La cosa che più mi infastidisce è che il film sarà dai più salvato nel nome di non ho capito quali pregi e quali interessanti risvolti di trama.
9 commenti:
ovviamente non l'ho ancora visto e chissà se lo vedrò ma non si può certo non condividere quel che dici in generale sul cinema di Avati...anche le cose immutabili possono avere un loro fascino ma quando è troppo è troppo :-)
si infatti, ci sono registi che rifanno per milioni di volte il medesimo film ma è sempre un piacere, perchè magari i temi girano intorno alle medesime ossessioni ma poi c'è un movimento in avanti stilisco o quantomeno morale...
odio Pupi Avati.
neanche a me fa impazzire anche se forse un paio di film mi sono piaciuti...
a me quasi nulla
la casa delle finestre che ridono? il nascondiglio?
il primo l'ho visto e nonostante goda di successo e apprezzamento conclamato io l'ho trovato assolutamente medio (neanche paragonabile ad Argento). Il secondo l'ho perduto.

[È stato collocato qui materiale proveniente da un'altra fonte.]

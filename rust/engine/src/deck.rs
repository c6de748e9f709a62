use sha2::{Digest, Sha256};

use crate::cards::{full_deck, Card, CARDS_PER_DECK};
use crate::errors::GameError;

/// Deterministic integer stream expanded from a seed by chained SHA-256.
///
/// The initial state is `sha256(seed)`. Each draw consumes four state bytes as a
/// big-endian `u32`; once fewer than four bytes remain the state is replaced by
/// `sha256(state)`. Changing any of this changes every historical shuffle.
#[derive(Debug, Clone)]
pub struct SeedStream {
    state: [u8; 32],
    pos: usize,
}

impl SeedStream {
    pub fn new(seed: &[u8]) -> Self {
        Self {
            state: Sha256::digest(seed).into(),
            pos: 0,
        }
    }

    /// Next value in `[0, max)`. Plain modulo reduction; slightly biased when
    /// `max` does not divide 2^32.
    pub fn next_below(&mut self, max: u32) -> u32 {
        debug_assert!(max > 0);
        if self.pos + 4 > self.state.len() {
            self.state = Sha256::digest(self.state).into();
            self.pos = 0;
        }
        let word = [
            self.state[self.pos],
            self.state[self.pos + 1],
            self.state[self.pos + 2],
            self.state[self.pos + 3],
        ];
        self.pos += 4;
        u32::from_be_bytes(word) % max
    }
}

/// A shoe of one or more decks plus the draw cursor.
#[derive(Debug, Clone)]
pub struct Deck {
    cards: Vec<Card>,
    position: usize,
}

impl Deck {
    /// `num_decks` standard decks in canonical order. No randomness is involved.
    pub fn new(num_decks: usize) -> Result<Self, GameError> {
        if num_decks == 0 {
            return Err(GameError::InvalidDeckCount(num_decks));
        }
        let mut cards = Vec::with_capacity(num_decks * CARDS_PER_DECK);
        for _ in 0..num_decks {
            cards.extend(full_deck());
        }
        Ok(Self { cards, position: 0 })
    }

    /// Fisher-Yates from the last index down to 1, driven by [`SeedStream`].
    /// Resets the draw cursor.
    pub fn shuffle(&mut self, seed: &[u8]) {
        let mut stream = SeedStream::new(seed);
        for i in (1..self.cards.len()).rev() {
            let j = stream.next_below((i + 1) as u32) as usize;
            self.cards.swap(i, j);
        }
        self.position = 0;
    }

    pub fn deal(&mut self) -> Result<Card, GameError> {
        let card = self
            .cards
            .get(self.position)
            .copied()
            .ok_or(GameError::ExhaustedShoe {
                dealt: self.position,
                total: self.cards.len(),
            })?;
        self.position += 1;
        Ok(card)
    }

    pub fn cards(&self) -> &[Card] {
        &self.cards
    }

    pub fn len(&self) -> usize {
        self.cards.len()
    }

    pub fn is_empty(&self) -> bool {
        self.cards.is_empty()
    }

    pub fn dealt(&self) -> usize {
        self.position
    }

    pub fn remaining(&self) -> usize {
        self.cards.len().saturating_sub(self.position)
    }
}
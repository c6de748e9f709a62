use crate::errors::IntoErrorResponse;
use crate::store::{HandStore, StoreError};
use fairhand_engine::types::HandId;
use std::sync::Arc;
use warp::reply::{self, Response};
use warp::Reply;

/// Durable record of a hand seen by the event pipeline.
///
/// # HTTP Method and Path
/// - **Method**: GET
/// - **Path**: `/api/hands/{hand_id}`
///
/// # Error Cases
/// - `hand_not_found` (404): the pipeline has no record of the hand
/// - `storage_error` (500): the store could not be read
pub async fn get_hand(store: Arc<dyn HandStore>, hand_id: HandId) -> Response {
    match store.load_hand(hand_id).await {
        Ok(Some(record)) => reply::json(&record).into_response(),
        Ok(None) => StoreError::UnknownHand(hand_id).into_http_response(),
        Err(err) => err.into_http_response(),
    }
}
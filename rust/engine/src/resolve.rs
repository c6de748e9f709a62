//! Seed-driven resolution of a hand with no player decisions.
//!
//! [`resolve_hand`] is what the event pipeline runs once randomness arrives:
//! a fresh shoe shuffled with the delivered seed, the opening deal, the dealer
//! drawing to rule unless either side holds a natural, then settlement. It is a
//! pure function of its arguments, so a retry after a failed write yields the
//! same bytes.

use serde::{Deserialize, Serialize};

use crate::cards::{face_up, Card, CardFace};
use crate::deck::Deck;
use crate::errors::GameError;
use crate::hand::{dealer_play, evaluate_outcome, is_blackjack, Outcome};
use crate::rules::{FeeBreakdown, TableRules};
use crate::types::{amount_str, Address, Amount, HandId, Seed};

/// Opening two cards per side.
#[derive(Debug, Clone, PartialEq, Eq)]
pub struct InitialDeal {
    pub dealer: Vec<Card>,
    pub player: Vec<Card>,
}

impl InitialDeal {
    pub fn has_natural(&self) -> bool {
        is_blackjack(&self.dealer) || is_blackjack(&self.player)
    }
}

/// Deals dealer, player, dealer, player. The dealer's second card is the hole card.
pub fn deal_initial(deck: &mut Deck) -> Result<InitialDeal, GameError> {
    let mut dealer = Vec::with_capacity(2);
    let mut player = Vec::with_capacity(2);
    for _ in 0..2 {
        dealer.push(deck.deal()?);
        player.push(deck.deal()?);
    }
    Ok(InitialDeal { dealer, player })
}

/// Final, fully revealed record of one resolved hand.
#[derive(Debug, Clone, PartialEq, Eq, Serialize, Deserialize)]
pub struct HandResult {
    pub hand_id: HandId,
    pub player: Address,
    pub token: Address,
    #[serde(with = "amount_str")]
    pub amount: Amount,
    pub seed: Seed,
    pub dealer_hand: Vec<CardFace>,
    pub player_hand: Vec<CardFace>,
    pub outcome: Outcome,
    #[serde(with = "amount_str")]
    pub payout: Amount,
    pub fees: FeeBreakdown,
}

pub fn resolve_hand(
    hand_id: HandId,
    player: Address,
    token: Address,
    amount: Amount,
    seed: &Seed,
    rules: &TableRules,
) -> Result<HandResult, GameError> {
    rules.validate()?;
    let mut deck = Deck::new(rules.num_decks)?;
    deck.shuffle(seed.as_bytes());

    let InitialDeal {
        dealer,
        player: player_cards,
    } = deal_initial(&mut deck)?;
    let dealer = if is_blackjack(&dealer) || is_blackjack(&player_cards) {
        dealer
    } else {
        dealer_play(&mut deck, dealer, rules.hit_soft_17)?
    };

    let (outcome, payout) =
        evaluate_outcome(&player_cards, &dealer, amount, rules.blackjack_payout_bps);
    tracing::debug!(
        hand_id,
        %player,
        %outcome,
        payout = %payout,
        cards_used = deck.dealt(),
        "hand resolved from seed"
    );

    Ok(HandResult {
        hand_id,
        player,
        token,
        amount,
        seed: *seed,
        dealer_hand: face_up(&dealer),
        player_hand: face_up(&player_cards),
        outcome,
        payout,
        fees: rules.fees_for(amount),
    })
}

#[cfg(test)]
mod tests {
    use super::*;
    use crate::cards::{Rank, Suit};

    #[test]
    fn deal_alternates_starting_with_dealer() {
        let mut deck = Deck::new(1).expect("deck");
        let deal = deal_initial(&mut deck).expect("deal");
        // Unshuffled shoe: A♣ 2♣ 3♣ 4♣
        assert_eq!(
            deal.dealer,
            vec![
                Card::new(Rank::Ace, Suit::Clubs),
                Card::new(Rank::Three, Suit::Clubs)
            ]
        );
        assert_eq!(
            deal.player,
            vec![
                Card::new(Rank::Two, Suit::Clubs),
                Card::new(Rank::Four, Suit::Clubs)
            ]
        );
        assert_eq!(deck.dealt(), 4);
        assert!(!deal.has_natural());
    }

    #[test]
    fn result_shows_every_card_face_up() {
        let result = resolve_hand(
            1,
            Address([1; 20]),
            Address([2; 20]),
            100,
            &Seed([0; 32]),
            &TableRules::default(),
        )
        .expect("resolve");
        assert!(result.dealer_hand.iter().all(|c| !c.is_face_down()));
        assert!(result.player_hand.iter().all(|c| !c.is_face_down()));
        assert_eq!(result.player_hand.len(), 2);
    }

    #[test]
    fn invalid_rules_are_rejected() {
        let rules = TableRules {
            num_decks: 0,
            ..Default::default()
        };
        assert_eq!(
            resolve_hand(1, Address::default(), Address::default(), 1, &Seed::default(), &rules),
            Err(GameError::InvalidDeckCount(0))
        );
    }
}
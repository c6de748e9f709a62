//! Thin adapters from HTTP requests onto the table session's entry points.
//! No game logic lives here; every rule is enforced by [`TableEngine`].

use crate::errors::IntoErrorResponse;
use fairhand_engine::engine::{EngineState, TableEngine};
use fairhand_engine::errors::GameError;
use fairhand_engine::types::{amount_str, Address, Amount, HandId, Seed};
use serde::Deserialize;
use std::sync::Arc;
use warp::reply::{self, Response};
use warp::Reply;

#[derive(Debug, Deserialize)]
pub struct StartHandRequest {
    pub hand_id: HandId,
    pub player: Address,
    pub token: Address,
    #[serde(with = "amount_str")]
    pub amount: Amount,
}

#[derive(Debug, Default, Deserialize)]
pub struct DealRequest {
    /// Hex seed; a fresh random one is drawn when omitted.
    #[serde(default)]
    pub seed: Option<Seed>,
}

#[derive(Debug, Default, Deserialize)]
pub struct CountingRequest {
    /// Defaults to the hi-lo count of the cards currently visible.
    #[serde(default)]
    pub running_count: Option<i32>,
}

fn respond(result: Result<EngineState, GameError>) -> Response {
    match result {
        Ok(state) => reply::json(&state).into_response(),
        Err(err) => err.into_http_response(),
    }
}

/// Snapshot of the table.
///
/// # HTTP Method and Path
/// - **Method**: GET
/// - **Path**: `/api/engine/state`
///
/// # Response Format
/// - **Success (200 OK)**: the `EngineState` as JSON. Amounts are decimal
///   strings and the dealer's hole card is reported face down until revealed.
/// - **Error (500)**: `state_poisoned` if a writer panicked mid-update
pub async fn get_state(engine: Arc<TableEngine>) -> Response {
    respond(engine.state())
}

/// Opens a hand for `player` and moves the table to SHUFFLING.
///
/// # HTTP Method and Path
/// - **Method**: POST
/// - **Path**: `/api/engine/bet`
///
/// # Request Format
/// ```json
/// {
///   "hand_id": 7,
///   "player": "0x…20 bytes…",
///   "token": "0x…20 bytes…",
///   "amount": "1000000"
/// }
/// ```
///
/// # Error Cases
/// - `invalid_phase` (409): a hand is already in progress
/// - `invalid_bet` (400): zero amount
pub async fn start_hand(engine: Arc<TableEngine>, request: StartHandRequest) -> Response {
    respond(engine.start_hand(
        request.hand_id,
        request.player,
        request.token,
        request.amount,
    ))
}

/// Shuffles a fresh shoe with the given seed and deals the opening cards.
///
/// # HTTP Method and Path
/// - **Method**: POST
/// - **Path**: `/api/engine/deal`
///
/// # Error Cases
/// - `invalid_phase` (409): no hand has been opened
pub async fn deal(engine: Arc<TableEngine>, request: DealRequest) -> Response {
    let seed = request.seed.unwrap_or_else(Seed::generate);
    tracing::debug!(%seed, "dealing with seed");
    respond(engine.shuffle_and_deal(seed.as_bytes()))
}

pub async fn hit(engine: Arc<TableEngine>) -> Response {
    respond(engine.player_hit())
}

pub async fn stand(engine: Arc<TableEngine>) -> Response {
    respond(engine.player_stand())
}

pub async fn dealer_play(engine: Arc<TableEngine>) -> Response {
    respond(engine.dealer_play())
}

pub async fn resolve(engine: Arc<TableEngine>) -> Response {
    respond(engine.resolve_hand())
}

pub async fn reset(engine: Arc<TableEngine>) -> Response {
    respond(engine.reset())
}

/// Stores a running count for the counting display.
///
/// # HTTP Method and Path
/// - **Method**: POST
/// - **Path**: `/api/engine/counting`
pub async fn update_counting(engine: Arc<TableEngine>, request: CountingRequest) -> Response {
    let running_count = match request.running_count {
        Some(count) => count,
        None => match engine.state() {
            Ok(state) => state.visible_running_count(),
            Err(err) => return err.into_http_response(),
        },
    };
    respond(engine.update_counting(running_count))
}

ace of spades, che pezzo...
Andate a vedere i singoli incassi per ogni film. Scoprirete che non riescono neanche a coprire le spese di produzione, e allora dico: Sarebbe meglio che ci vada, Avati, al cinema, per capire di più che aria tira, rinnovarsi, aprirsi al pubblico. Perchè da dieci anni almeno è chiuso a riccio, e poi si gasa un po' troppo da quando gli tributano premi assurdi.